2. Red meat combined with a 9-9-9 plan. 

The GOP primary electorate is energized and fired up, and Cain, having been a former talk radio host, knows exactly what buttons and issues to push to galvanize audiences, especially Tea Party crowds, to whom he speaks. 

But Cain is not just talk.

He has a significant plan, which is cleverly dubbed the “9-9-9” plan, that will revamp the tax code with a 9 percent tax on income, a 9 percent national sales tax, and a 9 percent corporate income tax. 

The plan flattens and simplifies the tax code, but it is politically clever because Cain says that it is the first phase into eventually implementing the Fair Tax. This allows Cain to appeal to the fervent group of FairTax proponents in the GOP while also keeping remaining viable in a potential general election by promising to the replace the tax code immediately with the FairTax. 

3. Authenticity and Honesty 

Cain often refers to himself as an “American Black Conservative (ABC),” but he could just as well be an “Authentic Black Conservative.” 

One of the most memorable (and human) moments of this election cycle was how Cain responded to an embarrassing moment on FOX News Sunday when he did not know what host Chris Wallace meant by the Palestinians’ “right of return.” The next night on “Hannity,” Cain admitted that he simply was not familiar with the issue instead of attempting to try and spin his way of it like a typical politician would have done. Since that moment, Cain has shown a grasp of foreign policy issues, particularly as it relates to the Middle East and Israel.

One of Cain’s perceived weaknesses may be on foreign policy issues.
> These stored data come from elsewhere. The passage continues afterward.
//! Visitor sessions: server-side storage, the provider cookie sweep, and the
//! manager that derives authentication state and tears sessions down.

pub mod cookies;
pub mod manager;
pub mod store;

pub use manager::{
    AuthState, LogoutContext, LogoutOutcome, SessionManager, SessionState, UserProfile,
    UserRecord,
};
pub use store::{MemorySessionStore, SessionStore, SessionStoreState, StorageScope};
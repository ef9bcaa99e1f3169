use axum::{
    Form,
    extract::{Path, Query, State},
    http::{HeaderMap, HeaderValue, StatusCode, header},
    response::{Html, IntoResponse, Redirect, Response},
};
use serde::Deserialize;
use uuid::Uuid;

use crate::{
    AppState,
    auth::{AuthUser, append_cookie, request_host, sign_in_redirect},
    models::ProjectForm,
    session::{LogoutContext, cookies::session_id},
    views::{self, ManageView},
};

const MANAGE: &str = "/manage";

/// gallery
///
/// Public landing page: every project, newest first, one card each.
pub async fn gallery(State(state): State<AppState>, headers: HeaderMap) -> Html<String> {
    let sid = session_id(&headers);
    let signed_in = state.sessions.is_authenticated(sid.as_deref()).await;
    let projects = state.repo.list_projects().await;
    Html(views::gallery_page(&projects, signed_in))
}

#[derive(Debug, Deserialize)]
pub struct ManageQuery {
    /// Record selected for editing.
    pub edit: Option<Uuid>,
}

/// manage
///
/// Management screen. `?edit={id}` loads that record into the form; an unknown
/// id leaves the form empty.
pub async fn manage(
    _user: AuthUser,
    State(state): State<AppState>,
    Query(query): Query<ManageQuery>,
) -> Html<String> {
    let projects = state.repo.list_projects().await;

    let selected = match query.edit {
        Some(id) => state.repo.get_project(id).await,
        None => None,
    };

    let view = ManageView {
        projects: &projects,
        draft: selected.as_ref().map(|p| p.draft()).unwrap_or_default(),
        editing_id: selected.map(|p| p.id),
        notice: None,
    };
    Html(views::manage_page(&view))
}

/// submit_project
///
/// Add or update, depending on whether the form carries an `editing_id`. On
/// success the draft is dropped and the list reloaded (redirect back to the
/// screen). On failure the screen is rendered again with the draft intact.
pub async fn submit_project(
    _user: AuthUser,
    State(state): State<AppState>,
    Form(form): Form<ProjectForm>,
) -> Response {
    let draft = form.draft();

    if let Some(field) = draft.missing_field() {
        let projects = state.repo.list_projects().await;
        let view = ManageView {
            projects: &projects,
            draft,
            editing_id: form.editing_id,
            notice: Some(format!("{field} is required")),
        };
        return (StatusCode::UNPROCESSABLE_ENTITY, Html(views::manage_page(&view))).into_response();
    }

    let saved = match form.editing_id {
        Some(id) => state.repo.update_project(id, draft.clone()).await.is_some(),
        None => state.repo.create_project(draft.clone()).await.is_some(),
    };

    if saved {
        return Redirect::to(MANAGE).into_response();
    }

    tracing::warn!(editing_id = ?form.editing_id, "project was not saved");
    let projects = state.repo.list_projects().await;
    let view = ManageView {
        projects: &projects,
        draft,
        editing_id: form.editing_id,
        notice: None,
    };
    Html(views::manage_page(&view)).into_response()
}

/// confirm_delete
///
/// Confirmation prompt before anything is removed.
pub async fn confirm_delete(
    _user: AuthUser,
    State(state): State<AppState>,
    Path(id): Path<Uuid>,
) -> Response {
    match state.repo.get_project(id).await {
        Some(project) => Html(views::confirm_delete_page(&project)).into_response(),
        None => Redirect::to(MANAGE).into_response(),
    }
}

/// delete_project
///
/// Confirmed delete. Whether or not a row went away, the list is reloaded.
pub async fn delete_project(
    _user: AuthUser,
    State(state): State<AppState>,
    Path(id): Path<Uuid>,
) -> Redirect {
    if !state.repo.delete_project(id).await {
        tracing::debug!(%id, "delete removed nothing");
    }
    Redirect::to(MANAGE)
}

/// login
///
/// Explicit sign-in entry point; lands on the management screen afterwards.
pub async fn login(State(state): State<AppState>, headers: HeaderMap) -> Response {
    let sid = session_id(&headers);
    if state.sessions.is_authenticated(sid.as_deref()).await {
        return Redirect::to(MANAGE).into_response();
    }
    sign_in_redirect(&state, sid, MANAGE).await
}

/// logout
///
/// Runs the session teardown and hands the browser everything it has to do:
/// expire cookies, optionally clear its own storage, and follow the redirect.
pub async fn logout(State(state): State<AppState>, headers: HeaderMap) -> Response {
    let sid = session_id(&headers);
    let ctx = LogoutContext {
        host: request_host(&headers, &state.config),
        current_address: headers
            .get(header::REFERER)
            .and_then(|value| value.to_str().ok())
            .map(str::to_string),
    };

    let outcome = state.sessions.logout(sid.as_deref(), &ctx).await;
    if let Some(address) = &outcome.cleaned_address {
        tracing::debug!(%address, "signed out from");
    }

    let mut response = Redirect::to(&outcome.location).into_response();
    let response_headers = response.headers_mut();
    for cookie in &outcome.set_cookies {
        append_cookie(response_headers, cookie);
    }
    if outcome.clear_site_data {
        response_headers.insert(
            "clear-site-data",
            HeaderValue::from_static("\"cookies\", \"storage\""),
        );
    }
    response
}
use crate::{AppState, handlers, pages};
use axum::{
    Router,
    routing::{get, post, put},
};

/// Management Router Module
///
/// The management screen. Wrapped by the route guard, so an anonymous visitor
/// is sent to the hosted sign-in and an errored one back to `/`.
pub fn manage_routes() -> Router<AppState> {
    Router::new()
        // GET /manage[?edit={id}] renders, POST /manage adds or updates.
        .route("/manage", get(pages::manage).post(pages::submit_project))
        // GET shows the confirmation prompt, POST deletes.
        .route(
            "/manage/projects/{id}/delete",
            get(pages::confirm_delete).post(pages::delete_project),
        )
}

/// API Write Router Module
///
/// JSON writes. Every handler takes the `AuthUser` extractor, which answers
/// 401 instead of redirecting.
pub fn api_write_routes() -> Router<AppState> {
    Router::new()
        .route("/api/projects", post(handlers::create_project))
        .route(
            "/api/projects/{id}",
            put(handlers::update_project).delete(handlers::delete_project),
        )
}
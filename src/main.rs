use portfolio_site::{
    AppState, CognitoProvider, MemoryRepository, MemorySessionStore, OidcSettings,
    PostgresRepository, SessionManager,
    config::{AppConfig, Env},
    create_router,
    oidc::ProviderState,
    repository::RepositoryState,
    session::SessionStoreState,
};
use sqlx::postgres::PgPoolOptions;
use std::sync::Arc;
use tokio::net::TcpListener;
use tracing_subscriber::{layer::SubscriberExt, util::SubscriberInitExt};

/// main
///
/// Loads configuration, sets up logging, connects the data store and the
/// identity provider, then serves HTTP.
#[tokio::main]
async fn main() {
    dotenv::dotenv().ok();
    // Fails fast on any missing identity provider setting.
    let config = AppConfig::load();

    let env_filter = tracing_subscriber::EnvFilter::try_from_default_env()
        .unwrap_or_else(|_| "portfolio_site=debug,tower_http=info".into());

    match config.env {
        Env::Local => {
            tracing_subscriber::registry()
                .with(env_filter)
                .with(tracing_subscriber::fmt::layer().pretty())
                .init();
        }
        Env::Production => {
            tracing_subscriber::registry()
                .with(env_filter)
                .with(tracing_subscriber::fmt::layer().json())
                .init();
        }
    }

    tracing::info!("Application starting in {:?} mode", config.env);

    let repo: RepositoryState = match &config.db_url {
        Some(db_url) => {
            let pool = PgPoolOptions::new()
                .max_connections(5)
                .connect(db_url)
                .await
                .expect("FATAL: Failed to connect to Postgres. Check DATABASE_URL.");
            Arc::new(PostgresRepository::new(pool))
        }
        None => {
            tracing::warn!("DATABASE_URL not set, projects are kept in memory");
            Arc::new(MemoryRepository::new())
        }
    };

    let settings = OidcSettings::from_config(&config)
        .unwrap_or_else(|e| panic!("FATAL: {e}"));
    let provider: ProviderState = Arc::new(
        CognitoProvider::new(settings.clone())
            .expect("FATAL: Failed to build the identity provider HTTP client."),
    );
    let store: SessionStoreState = Arc::new(MemorySessionStore::new());
    tracing::info!(authority = %settings.authority, "identity provider configured");

    let app_state = AppState {
        repo,
        sessions: Arc::new(SessionManager::new(store, provider, settings)),
        config: config.clone(),
    };

    let app = create_router(app_state);

    let listener = TcpListener::bind(&config.bind_addr)
        .await
        .expect("FATAL: Failed to bind BIND_ADDR.");

    tracing::info!("Listening on {}", config.bind_addr);
    tracing::info!(
        "API Documentation (Swagger UI) available at: http://{}/swagger-ui",
        config.bind_addr
    );

    axum::serve(listener, app)
        .await
        .expect("FATAL: HTTP server terminated.");
}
But while Cain may not be the most bookish foreign policy expert, he has proven that he can learn quickly on the fly. In the end, voters may be more comfortable with someone who has the right instincts than someone who has book smarts but lacks those instincts, such as Obama. 

4. He shows up

Woody Allen famously said that “eighty percent of success is showing up,” and Cain has repeatedly shown up to obscure Tea Party rallies and straw polls far away from the limelight. 

5. Lack of political experience may be his greatest weakness and strength

Cain’s critics assert that he is not electable because he has never been elected to office. In response, Cain often talks about the politicians, whose approval ratings keep plummeting, that have gotten the country into the mess that it is in now. “How’s that working out for ya?,” Cain will often ask. In the election cycle’s first debate in South Carolina, that line was the most well received line of the night, according to a focus group done by FOX News. In this election cycle, a candidate’s lack of political experience may be a strength rather than a liability. What makes Cain different from someone like a Christine O’Donnell, though, is that Cain has had plenty of executive experience, which has been in the private sector instead of in government. 

6. Positive Intensity 

In nearly every weekly Gallup poll over a span of five months, Cain has consistently been at the head of the field when it comes to a candidate’s “positive intensity score.” In the most recent survey, Cain was tied for first in positive intensity, but only 50 percent of Republicans recognized him. The more people get to know Cain, the more they seem to intensely like him, so it will be interesting to see how much Cain’s poll numbers improve as his name recognition most likely goes up in the coming weeks.